British actress (1908–1932)

Millicent Lilian "Peg" Entwistle (5 February 1908 – 16 September 1932) was a British stage and screen actress. She began her stage career in 1925, appearing in several Broadway productions. She appeared in only one film, Thirteen Women (1932), which was released posthumously. Entwistle gained notoriety after she jumped to her death from atop the 'H' on the Hollywoodland Sign in September 1932, at the age of 24.

==Early life==
Born Millicent Lilian Entwistle in Port Talbot, Glamorgan, Wales, to English parents Emily Entwistle (née Stevenson) and Robert Symes Entwistle, an actor, she spent her early life in West Kensington, London.

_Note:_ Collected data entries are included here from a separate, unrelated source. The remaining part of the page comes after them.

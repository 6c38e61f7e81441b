use super::and;
use super::any_true;
use super::is_equal;
use super::is_less_or_equal;
use super::or;
use crate::model::Model;
use crate::variables::collect_values;
use crate::variables::BoolVar;
use crate::variables::Value;

/// Whether `value` equals one of the elements of `set`.
pub fn is_member_of(
    model: &mut Model,
    set: impl IntoIterator<Item = impl Into<Value>>,
    value: impl Into<Value>,
) -> BoolVar {
    let matches = element_matches(model, set, value.into());
    or(model, &matches)
}

/// Enforces that `value` equals one of the elements of `set`.
pub fn member_of(
    model: &mut Model,
    set: impl IntoIterator<Item = impl Into<Value>>,
    value: impl Into<Value>,
) {
    let matches = element_matches(model, set, value.into());
    any_true(model, &matches);
}

/// Whether `lb <= value <= ub`.
pub fn is_in_interval(
    model: &mut Model,
    value: impl Into<Value>,
    lb: impl Into<Value>,
    ub: impl Into<Value>,
) -> BoolVar {
    let value = value.into();
    let above = is_less_or_equal(model, lb, value);
    let below = is_less_or_equal(model, value, ub);
    and(model, &[above, below])
}

fn element_matches(
    model: &mut Model,
    set: impl IntoIterator<Item = impl Into<Value>>,
    value: Value,
) -> Vec<BoolVar> {
    collect_values(set)
        .into_iter()
        .map(|element| is_equal(model, value, element))
        .collect()
}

It is often reported that her mother died when she was very young, but there is no documented evidence supporting this. There is, however, a Last Will and Testament dated 15 December 1922, in the Entwistle family archives, in which Robert Entwistle specifically stated the following:

Millicent Lilian Entwistle is the daughter of my first wife whom I divorced and the custody of my said daughter was awarded to me. I do not desire my said daughter to be at any time in the custody or control of her said mother.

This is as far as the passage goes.